What you should do: Print nothing but the lines below starting at the line that holds "Ok(buf.len() / 2)" and ending at the line that holds "for stream in", including both, each exactly as written.

(Stored data)
|---|
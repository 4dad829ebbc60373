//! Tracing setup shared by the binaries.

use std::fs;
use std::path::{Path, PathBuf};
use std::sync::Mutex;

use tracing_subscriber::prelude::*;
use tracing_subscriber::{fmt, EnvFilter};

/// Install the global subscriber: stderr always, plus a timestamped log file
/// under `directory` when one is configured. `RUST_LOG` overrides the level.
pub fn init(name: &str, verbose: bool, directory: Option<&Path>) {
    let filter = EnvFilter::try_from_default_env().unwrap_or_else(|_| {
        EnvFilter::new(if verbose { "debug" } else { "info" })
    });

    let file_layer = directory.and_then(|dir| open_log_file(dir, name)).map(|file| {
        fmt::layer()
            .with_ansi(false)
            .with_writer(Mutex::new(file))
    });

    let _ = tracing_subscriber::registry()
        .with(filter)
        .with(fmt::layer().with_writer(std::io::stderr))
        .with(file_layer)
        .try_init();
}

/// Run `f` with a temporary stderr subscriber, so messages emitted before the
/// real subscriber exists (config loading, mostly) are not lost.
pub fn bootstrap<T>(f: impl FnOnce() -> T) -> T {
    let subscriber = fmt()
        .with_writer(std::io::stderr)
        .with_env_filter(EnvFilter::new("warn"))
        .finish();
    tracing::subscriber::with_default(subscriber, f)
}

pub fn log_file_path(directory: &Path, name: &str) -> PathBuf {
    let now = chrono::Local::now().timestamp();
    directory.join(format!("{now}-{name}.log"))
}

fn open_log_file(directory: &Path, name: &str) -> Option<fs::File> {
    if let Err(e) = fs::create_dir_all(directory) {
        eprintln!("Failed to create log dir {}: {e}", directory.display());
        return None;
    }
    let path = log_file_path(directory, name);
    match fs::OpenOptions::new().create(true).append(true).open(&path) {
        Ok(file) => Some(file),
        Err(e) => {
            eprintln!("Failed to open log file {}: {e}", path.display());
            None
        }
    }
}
|---|
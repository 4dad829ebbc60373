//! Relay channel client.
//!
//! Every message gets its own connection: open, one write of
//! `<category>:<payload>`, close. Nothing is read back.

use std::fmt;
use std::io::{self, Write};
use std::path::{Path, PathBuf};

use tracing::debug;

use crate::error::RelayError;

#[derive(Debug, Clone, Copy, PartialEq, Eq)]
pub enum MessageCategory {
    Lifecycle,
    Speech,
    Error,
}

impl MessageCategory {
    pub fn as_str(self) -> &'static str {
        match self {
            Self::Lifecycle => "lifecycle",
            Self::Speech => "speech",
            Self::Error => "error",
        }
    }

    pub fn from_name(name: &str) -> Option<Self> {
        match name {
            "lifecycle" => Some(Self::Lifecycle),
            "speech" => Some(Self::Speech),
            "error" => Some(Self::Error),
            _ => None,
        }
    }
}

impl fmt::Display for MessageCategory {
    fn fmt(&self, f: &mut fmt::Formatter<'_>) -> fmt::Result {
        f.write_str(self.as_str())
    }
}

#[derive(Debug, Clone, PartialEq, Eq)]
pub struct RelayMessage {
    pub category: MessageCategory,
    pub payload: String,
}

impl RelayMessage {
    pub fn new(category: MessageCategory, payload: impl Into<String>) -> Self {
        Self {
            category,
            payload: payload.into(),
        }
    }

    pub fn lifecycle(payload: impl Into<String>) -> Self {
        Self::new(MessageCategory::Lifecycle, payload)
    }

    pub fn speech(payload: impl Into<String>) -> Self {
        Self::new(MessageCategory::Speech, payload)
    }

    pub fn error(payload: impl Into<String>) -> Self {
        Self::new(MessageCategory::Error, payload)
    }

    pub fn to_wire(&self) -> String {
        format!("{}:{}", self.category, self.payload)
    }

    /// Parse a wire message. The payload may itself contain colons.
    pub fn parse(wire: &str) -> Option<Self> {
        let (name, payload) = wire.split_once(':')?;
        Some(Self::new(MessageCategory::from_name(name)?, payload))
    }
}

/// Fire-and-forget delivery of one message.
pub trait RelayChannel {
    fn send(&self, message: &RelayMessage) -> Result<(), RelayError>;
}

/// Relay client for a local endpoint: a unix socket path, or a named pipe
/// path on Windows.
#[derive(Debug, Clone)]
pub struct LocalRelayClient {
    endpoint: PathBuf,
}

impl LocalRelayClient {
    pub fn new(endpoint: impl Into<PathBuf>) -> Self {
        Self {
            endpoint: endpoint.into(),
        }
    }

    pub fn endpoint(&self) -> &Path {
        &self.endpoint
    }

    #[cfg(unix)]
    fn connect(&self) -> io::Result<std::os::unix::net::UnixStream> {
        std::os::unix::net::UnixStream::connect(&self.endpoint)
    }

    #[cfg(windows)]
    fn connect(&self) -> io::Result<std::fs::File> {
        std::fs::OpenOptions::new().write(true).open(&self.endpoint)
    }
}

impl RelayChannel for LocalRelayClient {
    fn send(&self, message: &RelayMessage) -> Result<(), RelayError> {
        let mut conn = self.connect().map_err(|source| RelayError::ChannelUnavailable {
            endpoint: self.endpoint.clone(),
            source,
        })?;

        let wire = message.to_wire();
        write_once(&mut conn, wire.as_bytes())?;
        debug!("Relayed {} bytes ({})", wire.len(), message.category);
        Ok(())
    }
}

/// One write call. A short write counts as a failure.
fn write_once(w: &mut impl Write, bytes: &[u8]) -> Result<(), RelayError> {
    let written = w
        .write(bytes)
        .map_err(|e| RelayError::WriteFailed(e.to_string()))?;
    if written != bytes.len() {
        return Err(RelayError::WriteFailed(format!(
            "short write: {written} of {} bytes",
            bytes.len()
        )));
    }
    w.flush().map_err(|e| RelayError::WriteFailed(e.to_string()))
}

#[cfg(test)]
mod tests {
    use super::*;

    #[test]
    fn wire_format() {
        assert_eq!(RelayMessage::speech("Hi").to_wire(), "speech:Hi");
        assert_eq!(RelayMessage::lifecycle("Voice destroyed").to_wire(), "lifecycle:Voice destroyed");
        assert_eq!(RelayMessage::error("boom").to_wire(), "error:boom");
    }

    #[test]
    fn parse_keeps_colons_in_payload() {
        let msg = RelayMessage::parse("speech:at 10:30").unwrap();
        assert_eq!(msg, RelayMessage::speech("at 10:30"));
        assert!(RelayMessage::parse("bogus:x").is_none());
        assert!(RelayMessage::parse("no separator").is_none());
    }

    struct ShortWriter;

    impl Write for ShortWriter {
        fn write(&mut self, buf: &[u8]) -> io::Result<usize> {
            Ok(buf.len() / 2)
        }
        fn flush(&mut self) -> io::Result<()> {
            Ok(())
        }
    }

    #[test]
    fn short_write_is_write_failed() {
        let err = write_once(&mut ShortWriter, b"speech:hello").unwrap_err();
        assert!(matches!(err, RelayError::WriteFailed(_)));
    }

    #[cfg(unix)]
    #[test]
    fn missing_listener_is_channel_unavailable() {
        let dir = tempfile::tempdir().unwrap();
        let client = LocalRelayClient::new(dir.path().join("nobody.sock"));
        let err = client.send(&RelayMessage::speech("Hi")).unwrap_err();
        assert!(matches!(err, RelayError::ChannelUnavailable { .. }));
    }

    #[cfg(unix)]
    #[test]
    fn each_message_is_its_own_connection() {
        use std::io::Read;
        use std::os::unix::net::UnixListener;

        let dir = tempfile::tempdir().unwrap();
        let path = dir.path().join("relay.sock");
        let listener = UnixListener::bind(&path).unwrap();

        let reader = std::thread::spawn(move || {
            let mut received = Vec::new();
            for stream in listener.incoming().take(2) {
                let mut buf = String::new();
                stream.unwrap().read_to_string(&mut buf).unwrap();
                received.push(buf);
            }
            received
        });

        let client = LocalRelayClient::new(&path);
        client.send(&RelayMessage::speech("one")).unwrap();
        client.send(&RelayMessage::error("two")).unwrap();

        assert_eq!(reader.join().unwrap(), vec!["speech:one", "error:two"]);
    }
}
|---|
Answer for the task:
            Ok(buf.len() / 2)
        }
        fn flush(&mut self) -> io::Result<()> {
            Ok(())
        }
    }

    #[test]
    fn short_write_is_write_failed() {
        let err = write_once(&mut ShortWriter, b"speech:hello").unwrap_err();
        assert!(matches!(err, RelayError::WriteFailed(_)));
    }

    #[cfg(unix)]
    #[test]
    fn missing_listener_is_channel_unavailable() {
        let dir = tempfile::tempdir().unwrap();
        let client = LocalRelayClient::new(dir.path().join("nobody.sock"));
        let err = client.send(&RelayMessage::speech("Hi")).unwrap_err();
        assert!(matches!(err, RelayError::ChannelUnavailable { .. }));
    }

    #[cfg(unix)]
    #[test]
    fn each_message_is_its_own_connection() {
        use std::io::Read;
        use std::os::unix::net::UnixListener;

        let dir = tempfile::tempdir().unwrap();
        let path = dir.path().join("relay.sock");
        let listener = UnixListener::bind(&path).unwrap();

        let reader = std::thread::spawn(move || {
            let mut received = Vec::new();
            for stream in listener.incoming().take(2) {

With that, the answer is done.